なんだっていうんだ、私のことを知っているなら教えてくれたっていいじゃないか。私の今の状況も、ここがどこなのかも。



 とはいえ、何度か、……何度も妄想したことあるような状況、あんまり驚けないような。非現実的すぎて、驚きすぎているような、脳が理解を拒否しているような。


 けれども早々に受け入れたほうが楽なことも重々承知。言葉を発せないままに叫んでいても仕方なく、声の主に話しかけることにした。



『笑っている場合?!』



 勢いあまって叫んでしまったがご愛敬だろう。ナビゲートも満足にできないのであれば怒られて当然だ。


 そんな些細な抵抗も虚しく、こともなげに声の主は平淡な声を上げる。


『わあ、怒った』


『ほ、ほんとに異世界転生するなんて誰が思う? どんなにおとぼけたオタクだって心の隅でわかってることなのに』


『オタクの妄想力を舐めちゃいけないのかも』


『妄想は現実にならないから妄想なのに?』


『妄想だけは絶対に叶わない、それが覆らない予想で答えだ。

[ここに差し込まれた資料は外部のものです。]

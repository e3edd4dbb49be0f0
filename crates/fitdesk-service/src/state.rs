//! Application wiring.

use std::sync::Arc;

use fitdesk_core::{Feedback, Member, MembershipPlan, PaymentRecord, Staff};
use fitdesk_store::schema::files;
use fitdesk_store::FlatFileStore;

use crate::bootstrap;
use crate::config::Config;
use crate::error::Result;
use crate::feedback::FeedbackService;
use crate::members::MemberService;
use crate::payments::PaymentService;
use crate::plans::PlanService;
use crate::staff::StaffService;

/// The wired-up application: one store per entity type under the configured
/// data directory, shared across the services that cross-reference them.
#[derive(Clone)]
pub struct App {
    /// The configuration the app was opened with.
    pub config: Config,

    /// Member accounts.
    pub members: MemberService,

    /// Staff administration.
    pub staff: StaffService,

    /// Membership-plan catalog.
    pub plans: PlanService,

    /// Member feedback.
    pub feedback: FeedbackService,

    /// Payment tracking.
    pub payments: PaymentService,
}

impl App {
    /// Open every store under `config.data_dir` and wire the services.
    ///
    /// Creates the data directory if needed. Does not seed the
    /// administrator; call [`App::ensure_admin`] for that.
    ///
    /// # Errors
    ///
    /// Returns a storage error if a store file exists but cannot be read.
    pub fn open(config: Config) -> Result<Self> {
        let members: Arc<FlatFileStore<Member>> =
            Arc::new(FlatFileStore::open(config.data_dir.join(files::MEMBERS))?);
        let staff: Arc<FlatFileStore<Staff>> =
            Arc::new(FlatFileStore::open(config.data_dir.join(files::STAFF))?);
        let plans: Arc<FlatFileStore<MembershipPlan>> =
            Arc::new(FlatFileStore::open(config.data_dir.join(files::PLANS))?);
        let feedback: Arc<FlatFileStore<Feedback>> =
            Arc::new(FlatFileStore::open(config.data_dir.join(files::FEEDBACK))?);
        let payments: Arc<FlatFileStore<PaymentRecord>> =
            Arc::new(FlatFileStore::open(config.data_dir.join(files::PAYMENTS))?);

        Ok(Self {
            members: MemberService::new(Arc::clone(&members), Arc::clone(&plans)),
            staff: StaffService::new(staff),
            plans: PlanService::new(Arc::clone(&plans), Arc::clone(&members)),
            feedback: FeedbackService::new(feedback, Arc::clone(&members)),
            payments: PaymentService::new(payments, members, plans),
            config,
        })
    }

    /// Seed the configured administrator account if no admin exists yet.
    ///
    /// Returns the created account, or `None` when nothing needed seeding.
    /// Meant to run synchronously at startup, before the embedding layer
    /// accepts requests.
    ///
    /// # Errors
    ///
    /// Returns the staff service's validation error if the seed credentials
    /// are unusable, or a storage error.
    pub fn ensure_admin(&self) -> Result<Option<Staff>> {
        bootstrap::ensure_admin(&self.staff, &self.config.admin)
    }
}
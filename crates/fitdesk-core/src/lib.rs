//! Core types for the fitdesk membership system.
//!
//! This crate provides the domain model shared by the storage and service
//! layers:
//!
//! - **Identifiers**: [`MemberId`], [`StaffId`], [`PlanId`], [`FeedbackId`],
//!   [`PaymentId`]
//! - **Entities**: [`Member`], [`Staff`], [`MembershipPlan`], [`Feedback`],
//!   [`PaymentRecord`]
//! - **Closed enumerations**: [`StaffRole`], [`FeedbackStatus`],
//!   [`PaymentStatus`]
//! - **Caller identity**: [`Actor`], passed explicitly into privileged
//!   operations instead of being read from an ambient session
//!
//! Monetary values use [`rust_decimal::Decimal`] to avoid floating point
//! rounding; timestamps are [`chrono::DateTime<Utc>`](chrono::DateTime).
//! Statuses and roles have an explicit textual mapping via `Display` /
//! `FromStr`; unknown names are rejected rather than defaulted.

#![forbid(unsafe_code)]
#![warn(missing_docs)]
#![warn(clippy::all)]
#![warn(clippy::pedantic)]

pub mod actor;
pub mod feedback;
pub mod ids;
pub mod member;
pub mod payment;
pub mod plan;
pub mod staff;

pub use actor::Actor;
pub use feedback::{Feedback, FeedbackStatus, InvalidFeedbackStatus, NewFeedback};
pub use ids::{FeedbackId, IdError, MemberId, PaymentId, PlanId, StaffId};
pub use member::{Member, MemberUpdate, NewMember};
pub use payment::{InvalidPaymentStatus, PaymentRecord, PaymentStatus};
pub use plan::{MembershipPlan, NewPlan};
pub use staff::{InvalidStaffRole, NewStaff, Staff, StaffRole, StaffUpdate};
//! Startup administrator seeding.

use fitdesk_core::{Actor, NewStaff, Staff, StaffRole};

use crate::config::{AdminSeed, DEFAULT_ADMIN_PASSWORD};
use crate::error::Result;
use crate::staff::StaffService;

/// Ensure at least one administrator account exists.
///
/// When no staff record carries the `ADMIN` role and the seed email is
/// free, the seed account is registered through the normal staff validation
/// path, so the password ends up hashed like any other. When an admin
/// already exists, or a non-admin account occupies the seed email, nothing
/// is created.
///
/// Returns the created account, or `None` when nothing needed seeding.
///
/// # Errors
///
/// Returns the staff service's validation error if the seed credentials are
/// unusable (e.g. a too-short password), or a storage error.
pub fn ensure_admin(staff: &StaffService, seed: &AdminSeed) -> Result<Option<Staff>> {
    let existing = staff.list(&Actor::System)?;
    if existing.iter().any(Staff::is_admin) {
        tracing::info!("administrator already present, skipping bootstrap");
        return Ok(None);
    }

    if staff.staff_by_email(&seed.email)?.is_some() {
        tracing::warn!(
            email = %seed.email,
            "bootstrap email is taken by a non-admin account, skipping seed"
        );
        return Ok(None);
    }

    if seed.password == DEFAULT_ADMIN_PASSWORD {
        tracing::warn!("seeding administrator with the default password, change it after first login");
    }

    let admin = staff.register(
        &Actor::System,
        NewStaff {
            name: seed.name.clone(),
            email: seed.email.clone(),
            password: seed.password.clone(),
            role: StaffRole::Admin.to_string(),
        },
    )?;
    tracing::info!(email = %admin.email, id = ?admin.id, "created bootstrap administrator");
    Ok(Some(admin))
}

って誰が言ったんだい?』


『ぐぬぬ……』


『はい、君の負け』


 私の口が弱いのか、誰かの口が達者なのか。完敗だ。


『でも急に目覚めたら異世界転生なんて……』


『君は、諦めを覚えたはずじゃない?』


『諦めて納得したいですけどね! そんな簡単に理解できる頭は持ち合わせてないよ』


 しばらく怒りを煮えさせていると、大仰な音を立てて扉が開いた。気がする。位置的にも、自身が(恐らく)赤ん坊という状況的にも、確認のしようがない。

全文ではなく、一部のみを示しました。